## DESCRIPTION OF THE TASK
Please count the lines of the data that contain "RwLock" and state only the total.

## EXERCISE INPUT

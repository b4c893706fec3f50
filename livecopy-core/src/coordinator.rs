// SPDX-License-Identifier: GPL-3.0-only

//! Mode locks
//!
//! One lock per operation mode. A batch holds its mode's lock for the whole
//! run; a prober holds it only while inserting into the registry. The
//! [`ModeGuard`] is the proof registry mutations ask for.

use std::sync::{Arc, RwLock};

use tokio::sync::{Mutex, OwnedMutexGuard};
use tracing::debug;

use livecopy_types::OperationMode;

#[derive(Debug)]
pub struct ModeGuard {
    mode: OperationMode,
    _guard: OwnedMutexGuard<()>,
}

impl ModeGuard {
    pub fn mode(&self) -> OperationMode {
        self.mode
    }
}

impl Drop for ModeGuard {
    fn drop(&mut self) {
        debug!(mode = %self.mode, "mode lock released");
    }
}

#[derive(Debug, Default)]
pub struct OperationCoordinator {
    install: Arc<Mutex<()>>,
    upgrade: Arc<Mutex<()>>,
    reset: Arc<Mutex<()>>,
    active: RwLock<Option<OperationMode>>,
}

impl OperationCoordinator {
    pub fn new() -> Self {
        Self::default()
    }

    fn mutex(&self, mode: OperationMode) -> Arc<Mutex<()>> {
        match mode {
            OperationMode::Install => self.install.clone(),
            OperationMode::Upgrade => self.upgrade.clone(),
            OperationMode::Reset => self.reset.clone(),
        }
    }

    pub async fn lock(&self, mode: OperationMode) -> ModeGuard {
        let guard = self.mutex(mode).lock_owned().await;
        debug!(%mode, "mode lock acquired");
        ModeGuard {
            mode,
            _guard: guard,
        }
    }

    pub fn try_lock(&self, mode: OperationMode) -> Option<ModeGuard> {
        let guard = self.mutex(mode).try_lock_owned().ok()?;
        Some(ModeGuard {
            mode,
            _guard: guard,
        })
    }

    /// The mode hotplug events are dispatched to, if any.
    pub fn active_mode(&self) -> Option<OperationMode> {
        *self.active.read().unwrap_or_else(|poisoned| poisoned.into_inner())
    }

    pub fn set_active_mode(&self, mode: Option<OperationMode>) {
        *self.active.write().unwrap_or_else(|poisoned| poisoned.into_inner()) = mode;
    }
}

## RESULT OF THE EXERCISE
2